## Task objective
The required result is the number of lines below that hold the word "StartTime", stated without anything else.
[Start of section]
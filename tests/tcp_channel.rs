//! TCP action channel tests against the simulated executor server and
//! hand-driven fake executors

use std::time::Duration;
use tokio::io::{AsyncBufReadExt, AsyncWriteExt, BufReader};
use tokio::net::{TcpListener, TcpStream};
use trajd::config::ConnectionConfig;
use trajd::executor_server;
use trajd::wire::{self, ClientMessage, ExecutorMessage, ResultStatus};
use trajd::{
    ActionChannel, ChannelError, ExecutionOutcome, GoalId, SimBehavior, SimulatedExecutor,
    StartTime, TcpActionChannel, TrajError, TrajectoryDispatcher, TrajectoryGoal, Waypoint,
    WaypointSet,
};

fn goal() -> TrajectoryGoal {
    let waypoints = WaypointSet::from_points(
        3,
        [
            Waypoint::new([0.2, 0.0, 3.4]),
            Waypoint::new([0.3, 0.1, 2.0]),
            Waypoint::new([0.6, 0.3, 0.0]).with_velocities([0.1, 0.1, 0.1]),
        ],
    )
    .unwrap();
    TrajectoryDispatcher::build_goal(
        ["joint_lift", "wrist_extension", "joint_wrist_yaw"],
        waypoints,
        "base_link",
        StartTime::Immediate,
    )
    .unwrap()
}

fn quick_connect() -> ConnectionConfig {
    ConnectionConfig {
        timeout: 1.0,
        retry_attempts: 1,
        retry_delay: 0.1,
    }
}

/// Serve `sim` on an ephemeral port and return a connected channel
async fn connect_to_sim(sim: SimulatedExecutor) -> TcpActionChannel {
    let listener = TcpListener::bind("127.0.0.1:0").await.unwrap();
    let addr = listener.local_addr().unwrap().to_string();
    tokio::spawn(executor_server::serve(listener, sim));
    TcpActionChannel::connect(&addr, &quick_connect()).await.unwrap()
}

/// Accept one connection and read the goal the client sends
async fn accept_goal(listener: &TcpListener) -> (GoalId, BufReader<TcpStream>) {
    let (stream, _) = listener.accept().await.unwrap();
    let mut stream = BufReader::new(stream);
    let mut line = String::new();
    stream.read_line(&mut line).await.unwrap();
    match wire::decode::<ClientMessage>(&line).unwrap() {
        ClientMessage::SendGoal { goal_id, goal } => {
            assert_eq!(goal.waypoints().len(), 3);
            (goal_id, stream)
        }
        other => panic!("expected send_goal, got {:?}", other),
    }
}

async fn write_message(stream: &mut BufReader<TcpStream>, message: &ExecutorMessage) {
    let line = wire::encode(message).unwrap();
    stream.get_mut().write_all(line.as_bytes()).await.unwrap();
}

#[tokio::test]
async fn test_round_trip_succeeds() {
    let sim = SimulatedExecutor::new(SimBehavior {
        point_interval: Duration::from_millis(20),
        ..SimBehavior::default()
    });
    let dispatcher = TrajectoryDispatcher::new(connect_to_sim(sim).await);

    let outcome = dispatcher
        .dispatch(&goal(), Some(Duration::from_secs(5)))
        .await
        .unwrap();
    assert_eq!(outcome, ExecutionOutcome::Succeeded);
}

#[tokio::test]
async fn test_rejection_over_tcp() {
    let sim = SimulatedExecutor::new(SimBehavior {
        reject_reason: Some("frame 'odom' unknown".to_string()),
        ..SimBehavior::default()
    });
    let dispatcher = TrajectoryDispatcher::new(connect_to_sim(sim).await);

    let outcome = dispatcher
        .dispatch(&goal(), Some(Duration::from_secs(5)))
        .await
        .unwrap();
    assert_eq!(
        outcome,
        ExecutionOutcome::Rejected(Some("frame 'odom' unknown".to_string()))
    );
}

#[tokio::test]
async fn test_preempt_sends_cancel_over_tcp() {
    let sim = SimulatedExecutor::new(SimBehavior {
        point_interval: Duration::from_millis(200),
        ..SimBehavior::default()
    });
    let dispatcher = TrajectoryDispatcher::new(connect_to_sim(sim.clone()).await);
    let preempt = dispatcher.preempt_handle();

    let goal = goal();
    let (outcome, _) = tokio::join!(dispatcher.dispatch(&goal, None), async {
        tokio::time::sleep(Duration::from_millis(100)).await;
        preempt.preempt()
    });
    assert_eq!(outcome.unwrap(), ExecutionOutcome::Preempted);

    for _ in 0..100 {
        if !sim.cancel_requests().await.is_empty() {
            break;
        }
        tokio::time::sleep(Duration::from_millis(10)).await;
    }
    assert_eq!(sim.cancel_requests().await.len(), 1);
}

#[tokio::test]
async fn test_unreadable_goal_is_rejected() {
    let listener = TcpListener::bind("127.0.0.1:0").await.unwrap();
    let addr = listener.local_addr().unwrap();
    tokio::spawn(executor_server::serve(listener, SimulatedExecutor::default()));

    let goal_id = GoalId::new();
    let mut stream = BufReader::new(TcpStream::connect(addr).await.unwrap());
    let line = format!(
        concat!(
            r#"{{"type":"send_goal","goal_id":"{}","#,
            r#""goal":{{"axes":["joint_lift"],"points":[{{"positions":[null]}}]}}}}"#,
            "\n"
        ),
        goal_id
    );
    stream.get_mut().write_all(line.as_bytes()).await.unwrap();

    let mut reply = String::new();
    tokio::time::timeout(Duration::from_secs(5), stream.read_line(&mut reply))
        .await
        .unwrap()
        .unwrap();
    match wire::decode::<ExecutorMessage>(&reply).unwrap() {
        ExecutorMessage::Rejected { goal_id: rejected, reason } => {
            assert_eq!(rejected, goal_id);
            assert!(reason.is_some());
        }
        other => panic!("expected rejected, got {:?}", other),
    }
}

#[tokio::test]
async fn test_fake_executor_result_after_garbage() {
    let listener = TcpListener::bind("127.0.0.1:0").await.unwrap();
    let addr = listener.local_addr().unwrap().to_string();

    tokio::spawn(async move {
        let (goal_id, mut stream) = accept_goal(&listener).await;
        stream.get_mut().write_all(b"{not json}\n").await.unwrap();
        write_message(&mut stream, &ExecutorMessage::Accepted { goal_id }).await;
        write_message(
            &mut stream,
            &ExecutorMessage::Result {
                goal_id,
                status: ResultStatus::Aborted,
                reason: Some("lift stalled".to_string()),
            },
        )
        .await;
        // Hold the connection until the client is done.
        let mut rest = String::new();
        let _ = stream.read_line(&mut rest).await;
    });

    let channel = TcpActionChannel::connect(&addr, &quick_connect()).await.unwrap();
    let dispatcher = TrajectoryDispatcher::new(channel);
    let outcome = dispatcher
        .dispatch(&goal(), Some(Duration::from_secs(5)))
        .await
        .unwrap();
    assert_eq!(outcome, ExecutionOutcome::Aborted(Some("lift stalled".to_string())));
}

#[tokio::test]
async fn test_disconnect_mid_goal_fails_before_timeout() {
    let listener = TcpListener::bind("127.0.0.1:0").await.unwrap();
    let addr = listener.local_addr().unwrap().to_string();

    tokio::spawn(async move {
        let (goal_id, mut stream) = accept_goal(&listener).await;
        write_message(&mut stream, &ExecutorMessage::Accepted { goal_id }).await;
        // Connection drops here without a result.
    });

    let channel = TcpActionChannel::connect(&addr, &quick_connect()).await.unwrap();
    let dispatcher = TrajectoryDispatcher::new(channel);

    let started = std::time::Instant::now();
    let err = dispatcher
        .dispatch(&goal(), Some(Duration::from_secs(30)))
        .await
        .unwrap_err();

    assert!(matches!(err, TrajError::Channel(_)), "unexpected error: {}", err);
    assert!(started.elapsed() < Duration::from_secs(30));
}

#[tokio::test]
async fn test_send_after_disconnect() {
    let listener = TcpListener::bind("127.0.0.1:0").await.unwrap();
    let addr = listener.local_addr().unwrap().to_string();
    tokio::spawn(async move {
        let _ = listener.accept().await;
    });

    let channel = TcpActionChannel::connect(&addr, &quick_connect()).await.unwrap();
    for _ in 0..100 {
        if !channel.is_connected() {
            break;
        }
        tokio::time::sleep(Duration::from_millis(10)).await;
    }
    assert!(!channel.is_connected());

    let err = channel.send(&goal()).await.unwrap_err();
    assert!(matches!(err, ChannelError::Disconnected));
}

#[tokio::test]
async fn test_connect_failure() {
    // Grab a free port, then close it so nothing is listening.
    let addr = {
        let listener = TcpListener::bind("127.0.0.1:0").await.unwrap();
        listener.local_addr().unwrap().to_string()
    };

    match TcpActionChannel::connect(&addr, &quick_connect()).await {
        Err(ChannelError::Connect { addr: failed, .. }) => assert_eq!(failed, addr),
        Err(other) => panic!("expected connect error, got {}", other),
        Ok(_) => panic!("connected to a closed port"),
    }
}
[End of section]
## Answer to this problem
2